A diferença é de praticamente 100 euros mensais. A evolução torna-se ainda mais visível quando se recua dez anos. Em 2014, a pensão média de velhice era de 438,25 euros. Em 2024 chegou aos 610,91 euros. Entre as novas pensões, o valor médio passou de 518,83 para 710,33 euros no mesmo período.
E nas chamadas pensões estatutárias a diferença é ainda maior
O relatório apresenta também o valor da chamada pensão estatutária, isto é, o montante calculado com base nos anos de contribuições e na remuneração de referência. Neste indicador, a média masculina era de 615,74 euros, enquanto a feminina ficava nos 270,10 euros. A diferença ultrapassava, portanto, os 345 euros. Mais uma vez, o relatório assinala que os valores dos homens são superiores em todos os grupos etários e relaciona esta situação com os rendimentos declarados durante a carreira profissional.
Mulheres são maioria entre os pensionistas mais velhos
Os dados ajudam também a perceber outra característica da população reformada portuguesa. Entre os pensionistas com 80 ou mais anos, existiam em dezembro de 2024 cerca de 341 mil mulheres, contra aproximadamente 253 mil homens. Entre os 75 e os 79 anos, eram cerca de 212 mil mulheres e 200 mil homens.
A maior longevidade feminina contribui para que existam mais mulheres nos escalões etários mais elevados, precisamente aqueles onde se encontram muitas das carreiras profissionais iniciadas numa época em que a participação feminina no mercado de trabalho e os salários eram bastante diferentes dos atuais.

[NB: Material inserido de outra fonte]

use std::collections::BTreeSet;

use crate::task::{
  Priority,
  Status,
  Task,
  normalize_tag
};

/// Compound calendar filter. An empty dimension filters nothing.
#[derive(
  Debug, Clone, Default, PartialEq, Eq,
)]
pub struct CalendarFilterSet {
  pub priority: BTreeSet<Priority>,
  pub status:   BTreeSet<Status>,
  pub tags:     BTreeSet<String>
}

/// Replacement value for one filter dimension.
#[derive(Debug, Clone, PartialEq, Eq)]
pub enum FilterUpdate {
  Priority(BTreeSet<Priority>),
  Status(BTreeSet<Status>),
  Tags(BTreeSet<String>)
}

impl CalendarFilterSet {
  pub fn is_empty(&self) -> bool {
    self.priority.is_empty()
      && self.status.is_empty()
      && self.tags.is_empty()
  }

  pub fn clear(&mut self) {
    *self = Self::default();
  }

  pub fn update(
    &mut self,
    update: FilterUpdate
  ) {
    match update {
      | FilterUpdate::Priority(set) => {
        self.priority = set;
      }
      | FilterUpdate::Status(set) => {
        self.status = set;
      }
      | FilterUpdate::Tags(set) => {
        self.tags = set
          .into_iter()
          .map(|tag| normalize_tag(&tag))
          .filter(|tag| !tag.is_empty())
          .collect();
      }
    }
  }

  pub fn toggle_priority(
    &mut self,
    priority: Priority
  ) {
    if !self.priority.remove(&priority) {
      self.priority.insert(priority);
    }
  }

  pub fn toggle_status(
    &mut self,
    status: Status
  ) {
    if !self.status.remove(&status) {
      self.status.insert(status);
    }
  }

  pub fn toggle_tag(
    &mut self,
    tag: &str
  ) {
    let tag = normalize_tag(tag);
    if tag.is_empty() {
      return;
    }
    if !self.tags.remove(&tag) {
      self.tags.insert(tag);
    }
  }

  pub fn matches(
    &self,
    task: &Task
  ) -> bool {
    let priority_match = self
      .priority
      .is_empty()
      || self
        .priority
        .contains(&task.priority);

    let status_match = self
      .status
      .is_empty()
      || self.status.contains(&task.status);

    let tags_match = self.tags.is_empty()
      || self
        .tags
        .iter()
        .any(|tag| task.has_tag(tag));

    priority_match
      && status_match
      && tags_match
  }
}

/// Tasks passing every dimension of `filters`, in input order.
pub fn apply(
  tasks: &[Task],
  filters: &CalendarFilterSet
) -> Vec<Task> {
  if filters.is_empty() {
    return tasks.to_vec();
  }

  tasks
    .iter()
    .filter(|task| filters.matches(task))
    .cloned()
    .collect()
}

#[cfg(test)]
mod tests {
  use super::*;

  fn sample() -> Vec<Task> {
    vec![
      Task::new("1", "deploy")
        .with_priority(Priority::High)
        .with_status(Status::InProgress)
        .with_tags(["work", "urgent"]),
      Task::new("2", "groceries")
        .with_priority(Priority::Low)
        .with_tags(["home"]),
      Task::new("3", "retro")
        .with_status(Status::Completed)
        .with_tags(["work"]),
      Task::new("4", "untagged")
        .with_status(Status::Failed),
    ]
  }

  fn ids(tasks: &[Task]) -> Vec<&str> {
    tasks
      .iter()
      .map(|t| t.id.as_str())
      .collect()
  }

  #[test]
  fn empty_filter_is_identity() {
    let tasks = sample();
    assert_eq!(
      apply(
        &tasks,
        &CalendarFilterSet::default()
      ),
      tasks
    );
  }

  #[test]
  fn tags_match_on_any_shared_tag() {
    let task = Task::new("t", "x")
      .with_tags(["work", "urgent"]);

    let mut hit =
      CalendarFilterSet::default();
    hit.update(FilterUpdate::Tags(
      ["urgent", "home"]
        .into_iter()
        .map(String::from)
        .collect()
    ));
    assert!(hit.matches(&task));

    let mut miss =
      CalendarFilterSet::default();
    miss.update(FilterUpdate::Tags(
      ["home", "personal"]
        .into_iter()
        .map(String::from)
        .collect()
    ));
    assert!(!miss.matches(&task));
  }

  #[test]
  fn non_ascii_tags_match_in_any_case() {
    let tasks = vec![
      Task::new("1", "picnic")
        .with_tags(["Été"]),
      Task::new("2", "ski")
        .with_tags(["Hiver"]),
    ];

    let mut toggled =
      CalendarFilterSet::default();
    toggled.toggle_tag("ÉTÉ");
    assert_eq!(
      ids(&apply(&tasks, &toggled)),
      vec!["1"]
    );

    let mut replaced =
      CalendarFilterSet::default();
    replaced.update(FilterUpdate::Tags(
      ["Été".to_string()]
        .into_iter()
        .collect()
    ));
    assert!(replaced.tags.contains("été"));
    assert_eq!(
      ids(&apply(&tasks, &replaced)),
      vec!["1"]
    );
  }

  #[test]
  fn dimensions_are_anded() {
    let tasks = sample();
    let mut filters =
      CalendarFilterSet::default();
    filters.toggle_tag("Work");
    assert_eq!(
      ids(&apply(&tasks, &filters)),
      vec!["1", "3"]
    );

    filters.toggle_status(
      Status::Completed
    );
    assert_eq!(
      ids(&apply(&tasks, &filters)),
      vec!["3"]
    );

    filters.toggle_priority(
      Priority::High
    );
    assert!(
      apply(&tasks, &filters).is_empty()
    );
  }

  #[test]
  fn toggling_twice_and_clear_restore_everything()
  {
    let tasks = sample();
    let mut filters =
      CalendarFilterSet::default();
    filters.toggle_priority(Priority::Low);
    filters.toggle_priority(Priority::Low);
    assert!(filters.is_empty());

    filters.toggle_status(Status::Failed);
    filters.toggle_tag(" home ");
    assert!(
      apply(&tasks, &filters).is_empty()
    );

    filters.clear();
    assert_eq!(
      apply(&tasks, &filters).len(),
      tasks.len()
    );
  }
}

Isso ajuda também a explicar por que razão olhar apenas para a média global pode esconder diferenças significativas entre gerações.
Valores de 2026 já não são exatamente estes
Há uma ressalva importante: os 786,17 e 452,09 euros correspondem às médias observadas em dezembro de 2024. São os dados oficiais detalhados utilizados no mais recente Relatório sobre a Sustentabilidade Financeira da Segurança Social, mas não representam a média exata que está hoje a ser paga em 2026.
Desde então, as pensões foram atualizadas nos termos das regras anuais aplicáveis, e novos beneficiários entraram no sistema. Os números continuam, porém, a oferecer o retrato oficial mais recente desta diferença entre homens e mulheres e mostram que a desigualdade construída durante décadas de vida profissional não desaparece quando chega a reforma.
Para quem está atualmente no mercado de trabalho, a conclusão é também relevante: salários, períodos sem descontos e duração da carreira não influenciam apenas o rendimento disponível hoje. São elementos que podem ter efeitos durante muitos anos depois da saída da vida ativa.